Personne, ne saurait occulter que depuis le 19 février 2019 des changements
majeurs ont j
alonné le quotidien de l’État, du citoyen et de ses dirigeants. Si
au départ, ce sont des manifestations contre un cinquième mandat du président Bouteflika
c’est en réalité une lame de fond qui a ‘’modifié ’’ non seulement les contours
mais aussi les fondements d’une grande partie d’un système imposé depuis des
décennies par une bourgeoisie compradore eet érigé la corruption, le népotisme,
le régionalisme et la gabegie comme modèle organisationnel de l’État. Les
masses populaires étaient appauvries, fragilisées, malmenées et
vulnérabilisées au point ou une grande partie de la jeunesse désabusée n’a pas
trouvé mieux que de se faire engloutir par la mer moyennant des sommes d’argent
colossales soustraites on ne sait à qui, alors que ‘’les plus chanceux’’
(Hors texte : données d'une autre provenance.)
use anyhow::Result;
use chrono::Utc;
use golf_catalog::{
    catalog::{write_baseline, ProbeOutcome, SourceProbe},
    cli::{Cli, Commands, SeedStep},
    config::Config,
    filter::CourseFilter,
    parser::read_facilities,
    reconcile::{max_id, reconcile, synthesize_missing, KeyCollision},
    schema::{patterns_for, Course, Region},
    seed::{seed_profiles, seed_relationships, Backend, RestClient, Seeder},
    stats::{print_distribution, RegionCounts},
    ui::{LogUi, Ui, UiApp},
    writer::{export_to_sqlite, load_courses, merge_catalog, save_courses},
};
use rand::rngs::StdRng;
use rand::SeedableRng;
use std::time::Instant;
use tracing_subscriber::EnvFilter;

const MISSING_PREVIEW: usize = 20;
const EXTRA_PREVIEW: usize = 10;

fn main() -> Result<()> {
    tracing_subscriber::fmt()
        .with_env_filter(EnvFilter::try_from_default_env().unwrap_or_else(|_| EnvFilter::new("info")))
        .with_target(false)
        .init();

    let cli = Cli::parse_args();
    let config = Config::load(cli.config.as_deref())?;

    match cli.command {
        Commands::Analyze {
            csv,
            catalog,
            missing_out,
        } => {
            let csv = csv.unwrap_or_else(|| config.csv_path.clone());
            let catalog = catalog.unwrap_or_else(|| config.catalog_path.clone());
            let missing_out = missing_out.unwrap_or_else(|| config.missing_path.clone());

            let facilities = read_facilities(&csv, &config.csv_encoding)?;
            println!("Operating facilities in {:?}: {}", csv, facilities.len());
            print_distribution(&RegionCounts::from_resolved(facilities.iter().map(|f| f.region)).by_count());

            let courses = load_courses(&catalog)?;
            println!("\nCourses in catalog: {}", courses.len());

            let result = reconcile(&facilities, &courses);
            let missing = result.unique_missing();

            println!("\nMissing from catalog ({}):", missing.len());
            for facility in missing.iter().take(MISSING_PREVIEW) {
                println!("  {}", facility.preview());
            }
            if missing.len() > MISSING_PREVIEW {
                println!("  ... and {} more", missing.len() - MISSING_PREVIEW);
            }

            println!("\nOnly in catalog ({}):", result.extra.len());
            for course in result.extra.iter().take(EXTRA_PREVIEW) {
                println!("  {} [{}]", course.name, course.region);
            }

            println!("\nSummary:");
            println!("  CSV facilities:  {}", facilities.len());
            println!("  catalog courses: {}", courses.len());
            println!("  matched:         {}", result.matched.len());
            println!("  missing:         {} ({} rows)", missing.len(), result.missing.len());
            println!("  catalog only:    {}", result.extra.len());

            print_collisions("CSV", &result.source_collisions);
            print_collisions("catalog", &result.catalog_collisions);

            if missing.is_empty() {
                println!("\nCatalog already covers every operating facility");
            } else {
                let additions = synthesize_missing(&missing, max_id(&courses));
                save_courses(&missing_out, &additions)?;
                println!(
                    "\nWrote {} missing courses to {:?} (ids {}..={})",
                    additions.len(),
                    missing_out,
                    additions[0].id,
                    additions[additions.len() - 1].id
                );
            }
        }

        Commands::Merge {
            catalog,
            missing,
            backup,
        } => {
            let catalog = catalog.unwrap_or_else(|| config.catalog_path.clone());
            let missing = missing.unwrap_or_else(|| config.missing_path.clone());
            let backup = backup.unwrap_or_else(|| config.backup_path.clone());

            let (merged, summary) = merge_catalog(&catalog, &missing, &backup)?;
            println!("Backup written to {:?}", backup);
            println!(
                "Merged {} existing + {} new = {} courses into {:?}",
                summary.existing, summary.added, summary.total, catalog
            );
            print_distribution(&region_counts(&merged).by_label());
        }

        Commands::Catalog { output, probe } => {
            if probe {
                let prober = SourceProbe::new()?;
                for (target, outcome) in prober.probe_all() {
                    match outcome {
                        ProbeOutcome::Reached { status, length } => {
                            println!("  {}: HTTP {} ({} chars)", target.label, status, length)
                        }
                        ProbeOutcome::Failed(reason) => {
                            println!("  {}: unreachable ({})", target.label, reason)
                        }
                    }
                }
                println!();
            }

            let output = output.unwrap_or_else(|| config.catalog_path.clone());
            let courses = write_baseline(&output)?;
            println!("Wrote {} courses to {:?}", courses.len(), output);
            print_distribution(&region_counts(&courses).by_count());
        }

        Commands::Search {
            catalog,
            region,
            query,
        } => {
            let catalog = catalog.unwrap_or_else(|| config.catalog_path.clone());
            let filter = CourseFilter::new(region, query)?;
            let courses = load_courses(&catalog)?;

            let hits = filter.apply(&courses);
            for course in &hits {
                println!(
                    "{:>4}  {}  [{} {}]  {}",
                    course.id, course.name, course.region, course.city, course.address
                );
            }
            println!("\n{} of {} courses", hits.len(), courses.len());
        }

        Commands::Stats { catalog } => {
            let catalog = catalog.unwrap_or_else(|| config.catalog_path.clone());
            let courses = load_courses(&catalog)?;
            let counts = region_counts(&courses);
            println!("{} courses in {:?}", counts.total(), catalog);
            print_distribution(&counts.by_count());
        }

        Commands::Export { catalog, output_db } => {
            let start = Instant::now();
            let catalog = catalog.unwrap_or_else(|| config.catalog_path.clone());
            let courses = load_courses(&catalog)?;

            println!("\nExporting to SQLite...");
            let count = export_to_sqlite(&courses, &output_db)?;

            println!(
                "\nCreated {:?} ({} courses) in {:.1}s",
                output_db,
                count,
                start.elapsed().as_secs_f64()
            );
        }

        Commands::Seed { step } => {
            let credentials = config.backend_credentials()?;
            let password = config.seed_password()?.to_string();
            let client = RestClient::new(&credentials)?;

            if step.args().tui {
                let mut app = UiApp::new()?;
                let report = run_seed(&client, &mut app, step, &password, &config.seed.dev_email);
                match report {
                    Ok(report) => app.finish(&report)?,
                    Err(err) => {
                        app.restore()?;
                        return Err(err);
                    }
                }
            } else {
                let mut ui = LogUi::new();
                let report = run_seed(&client, &mut ui, step, &password, &config.seed.dev_email)?;
                println!("\n{}", report);
            }
        }

        Commands::Regions => {
            println!("Regions (address patterns, first match wins):\n");
            for region in Region::ALL {
                let patterns = patterns_for(*region);
                if patterns.is_empty() {
                    println!("  {}  (fallback)", region);
                } else {
                    println!("  {}  {}", region, patterns.join(", "));
                }
            }
        }
    }

    Ok(())
}

fn region_counts(courses: &[Course]) -> RegionCounts {
    RegionCounts::from_regions(courses.iter().map(|c| c.region))
}

fn print_collisions(side: &str, collisions: &[KeyCollision]) {
    if collisions.is_empty() {
        return;
    }
    println!("\nNames sharing a matching key in the {} ({}):", side, collisions.len());
    for collision in collisions {
        println!("  {}: {}", collision.key, collision.names.join(" / "));
    }
}

fn run_seed<B: Backend, U: Ui>(
    backend: &B,
    ui: &mut U,
    step: SeedStep,
    password: &str,
    dev_email: &str,
) -> Result<String> {
    let rng = match step.args().rng_seed {
        Some(seed) => StdRng::seed_from_u64(seed),
        None => StdRng::from_entropy(),
    };
    let start = Instant::now();
    let mut seeder = Seeder::new(backend, ui, rng, Utc::now(), password, dev_email);

    let mut report = Vec::new();
    if step.runs_profiles() {
        report.push(seed_profiles(&mut seeder).to_string());
    }
    if step.runs_relationships() {
        report.push(seed_relationships(&mut seeder)?.to_string());
    }
    report.push(format!("Finished in {:.1}s", start.elapsed().as_secs_f64()));

    Ok(report.join("\n\n"))
}
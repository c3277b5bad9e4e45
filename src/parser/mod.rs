pub mod normalize;
pub mod public_data;

pub use normalize::*;
pub use public_data::*;
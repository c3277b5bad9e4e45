//! Contract with the hosted backend the seeder drives.
//!
//! The backend owns its own state machine: flipping a friend request or a
//! join application to `accepted` makes server-side triggers create
//! friendships, participants, chat rooms and notifications. The seeder only
//! posts the transition and later reads whatever now exists.

use reqwest::Method;
use serde::Deserialize;
use serde_json::Value;
use thiserror::Error;

#[derive(Debug, Error)]
pub enum ApiError {
    #[error("HTTP request failed: {0}")]
    Transport(#[from] reqwest::Error),
    #[error("HTTP status {code}: {body}")]
    Status { code: u16, body: String },
    #[error("JSON parse error in {context}: {source}")]
    Json {
        context: String,
        #[source]
        source: serde_json::Error,
    },
    #[error("missing field in response: {0}")]
    MissingField(String),
}

impl ApiError {
    /// Row already exists
    pub fn is_conflict(&self) -> bool {
        matches!(self, Self::Status { code: 409, .. })
    }

    /// Auth admin rejected a create because the email is taken
    pub fn is_already_registered(&self) -> bool {
        match self {
            Self::Status { body, .. } => body.contains("already been registered"),
            _ => false,
        }
    }
}

/// Account as returned by the auth admin API
#[derive(Debug, Clone, PartialEq, Deserialize)]
pub struct AuthUser {
    pub id: String,
    #[serde(default)]
    pub email: Option<String>,
}

pub trait Backend {
    /// Call a REST resource path such as `/rest/v1/profiles?id=eq.X`.
    /// Successful calls return the decoded body; an empty body is `[]`.
    fn rest(&self, method: Method, path: &str, body: Option<&Value>) -> Result<Value, ApiError>;

    /// Create a confirmed account
    fn create_user(&self, email: &str, password: &str) -> Result<AuthUser, ApiError>;

    /// First page of accounts
    fn list_users(&self) -> Result<Vec<AuthUser>, ApiError>;
}
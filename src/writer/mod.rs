pub mod json;
pub mod schema_gen;
pub mod sqlite;

pub use json::*;
pub use sqlite::*;
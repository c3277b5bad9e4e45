use super::types::Region;

/// Address substrings mapped to regions, checked in order; first match wins.
///
/// Order matters. `광주` alone would also match 경기도 광주시, so only the
/// metropolitan form is listed, and 경기도 is checked before it anyway.
/// Long provincial names precede their short forms only for readability:
/// each pattern is tested against the whole address independently.
pub const REGION_PATTERNS: &[(&str, Region)] = &[
    ("서울", Region::Seoul),
    ("경기도", Region::Gyeonggi),
    ("인천", Region::Incheon),
    ("부산", Region::Busan),
    ("대구", Region::Daegu),
    ("대전", Region::Daejeon),
    ("광주광역시", Region::Gwangju),
    ("울산", Region::Ulsan),
    ("세종", Region::Sejong),
    ("강원", Region::Gangwon),
    ("충청남도", Region::Chungnam),
    ("충남", Region::Chungnam),
    ("충청북도", Region::Chungbuk),
    ("충북", Region::Chungbuk),
    ("경상남도", Region::Gyeongnam),
    ("경남", Region::Gyeongnam),
    ("경상북도", Region::Gyeongbuk),
    ("경북", Region::Gyeongbuk),
    ("전라남도", Region::Jeonnam),
    ("전남", Region::Jeonnam),
    ("전라북도", Region::Jeonbuk),
    ("전북", Region::Jeonbuk),
    ("제주", Region::Jeju),
];

/// Patterns that resolve to the given region, in table order
pub fn patterns_for(region: Region) -> Vec<&'static str> {
    REGION_PATTERNS
        .iter()
        .filter(|(_, r)| *r == region)
        .map(|(p, _)| *p)
        .collect()
}

#[cfg(test)]
mod tests {
    use super::*;

    #[test]
    fn test_every_named_region_has_a_pattern() {
        for region in Region::ALL.iter().filter(|r| **r != Region::Other) {
            assert!(
                !patterns_for(*region).is_empty(),
                "no pattern for {}",
                region
            );
        }
        assert!(patterns_for(Region::Other).is_empty());
    }

    #[test]
    fn test_gyeonggi_precedes_gwangju() {
        let pos = |p: &str| REGION_PATTERNS.iter().position(|(q, _)| *q == p).unwrap();
        assert!(pos("경기도") < pos("광주광역시"));
    }
}
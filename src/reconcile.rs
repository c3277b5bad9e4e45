//! Set differences between the authoritative export and the catalog,
//! keyed by normalized facility name.

use serde_json::Map;
use std::collections::{HashMap, HashSet};

use crate::parser::{normalize_name, Facility};
use crate::schema::{Course, CourseType, Difficulty, Region, DEFAULT_HOLES};

/// Anything that carries a facility name
pub trait Named {
    fn name(&self) -> &str;

    fn key(&self) -> String {
        normalize_name(self.name())
    }
}

impl Named for Course {
    fn name(&self) -> &str {
        &self.name
    }
}

impl Named for Facility {
    fn name(&self) -> &str {
        &self.name
    }
}

/// Distinct names that normalize to the same key
#[derive(Debug, Clone, PartialEq)]
pub struct KeyCollision {
    pub key: String,
    pub names: Vec<String>,
}

/// Outcome of comparing a source collection against the catalog
#[derive(Debug)]
pub struct Reconciliation<'a, A, B> {
    /// Source records whose key exists in the catalog
    pub matched: Vec<&'a A>,
    /// Source records whose key is absent from the catalog
    pub missing: Vec<&'a A>,
    /// Catalog records whose key is absent from the source
    pub extra: Vec<&'a B>,
    pub source_collisions: Vec<KeyCollision>,
    pub catalog_collisions: Vec<KeyCollision>,
}

/// Partition `source` and `catalog` by normalized name.
///
/// Every source record lands in exactly one of `matched`/`missing` and every
/// catalog record not matched lands in `extra`. Input order is preserved.
pub fn reconcile<'a, A: Named, B: Named>(
    source: &'a [A],
    catalog: &'a [B],
) -> Reconciliation<'a, A, B> {
    let source_keys: Vec<String> = source.iter().map(Named::key).collect();
    let catalog_keys: Vec<String> = catalog.iter().map(Named::key).collect();

    let source_set: HashSet<&str> = source_keys.iter().map(String::as_str).collect();
    let catalog_set: HashSet<&str> = catalog_keys.iter().map(String::as_str).collect();

    let (matched, missing): (Vec<_>, Vec<_>) = source
        .iter()
        .zip(&source_keys)
        .partition(|(_, key)| catalog_set.contains(key.as_str()));

    let extra = catalog
        .iter()
        .zip(&catalog_keys)
        .filter(|(_, key)| !source_set.contains(key.as_str()))
        .map(|(record, _)| record)
        .collect();

    let source_collisions = find_collisions(source);
    let catalog_collisions = find_collisions(catalog);
    for collision in source_collisions.iter().chain(&catalog_collisions) {
        tracing::warn!(
            key = %collision.key,
            names = ?collision.names,
            "distinct names share one matching key"
        );
    }

    Reconciliation {
        matched: matched.into_iter().map(|(record, _)| record).collect(),
        missing: missing.into_iter().map(|(record, _)| record).collect(),
        extra,
        source_collisions,
        catalog_collisions,
    }
}

impl<'a, A: Named, B> Reconciliation<'a, A, B> {
    /// Missing records with one entry per key.
    ///
    /// A key keeps the position of its first occurrence but the record of
    /// its last one.
    pub fn unique_missing(&self) -> Vec<&'a A> {
        let mut slots: HashMap<String, usize> = HashMap::new();
        let mut unique: Vec<&'a A> = Vec::new();
        for &record in &self.missing {
            match slots.get(&record.key()) {
                Some(&slot) => unique[slot] = record,
                None => {
                    slots.insert(record.key(), unique.len());
                    unique.push(record);
                }
            }
        }
        unique
    }
}

/// Keys shared by more than one distinct name, in first-seen order
pub fn find_collisions<T: Named>(records: &[T]) -> Vec<KeyCollision> {
    let mut order: Vec<String> = Vec::new();
    let mut groups: HashMap<String, Vec<String>> = HashMap::new();

    for record in records {
        let key = record.key();
        let names = groups.entry(key.clone()).or_insert_with(|| {
            order.push(key);
            Vec::new()
        });
        if !names.iter().any(|n| n == record.name()) {
            names.push(record.name().to_string());
        }
    }

    order
        .into_iter()
        .filter_map(|key| {
            let names = groups.remove(&key)?;
            (names.len() > 1).then_some(KeyCollision { key, names })
        })
        .collect()
}

/// Highest id in the catalog, 0 when empty
pub fn max_id(catalog: &[Course]) -> u32 {
    catalog.iter().map(|c| c.id).max().unwrap_or(0)
}

/// Turn a facility into a catalog entry with default attributes
pub fn new_course(facility: &Facility, id: u32) -> Course {
    Course {
        id,
        name: facility.name.clone(),
        region: facility.region.unwrap_or(Region::Other),
        city: facility.city.clone().unwrap_or_default(),
        address: facility.address.clone(),
        holes: DEFAULT_HOLES,
        course_type: CourseType::Public,
        difficulty: Difficulty::Medium,
        latitude: facility.latitude,
        longitude: facility.longitude,
        extra: Map::new(),
    }
}

/// Catalog entries for missing facilities, numbered after `max_id`
pub fn synthesize_missing(missing: &[&Facility], max_id: u32) -> Vec<Course> {
    missing
        .iter()
        .zip(1u32..)
        .map(|(facility, offset)| new_course(facility, max_id + offset))
        .collect()
}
s’exilaient vers les pays à forte demande d’immigration.
Le monde observait cette lame de fonds qui a emporté un président,
des premiers ministres, des officiers de hauts rangs, des ministres, des élus
et bien d’autres décideurs cooptés par les différents clans du pouvoir. Que ce
soit en Algérie ou à l’international les analystes, les observateurs, les influenceurs
… ont été chacun de son verbe, de ses arguments, de ses propos les uns modérés,
les autres plus ou moins incendiaires.
Qu’ils soient pour un Hirak qui les intéressent par les changements
qu’il a induit, contre le pouvoir en place parce qu’il n’en faisait qu’à sa
tête ou en faveur d’une Algérie pacifique malléable et corvéable à merci, ces
observateurs, ces analystes, etc. Ne voyaient que leurs intérêts primaires. Pour
les Algériens où qu’ils soient, les prétextes sont multiples :
patriotisme, nationalisme, opposants sincères ou subversifs, prédateurs des
richesses qui servent plus les ‘’partenaires étrangers’’ que le commun des
mortels parmi les Algériens, ces témoins et autres laudateurs n’ont pas ménagé
leurs efforts, non pas pour appeler au calme, à la concertation et au dialogue
mais, pour briser un élan patriotique attendu depuis fort longtemps. Cet élan
qui voulait réconcilier le simple citoyen et le simple responsable.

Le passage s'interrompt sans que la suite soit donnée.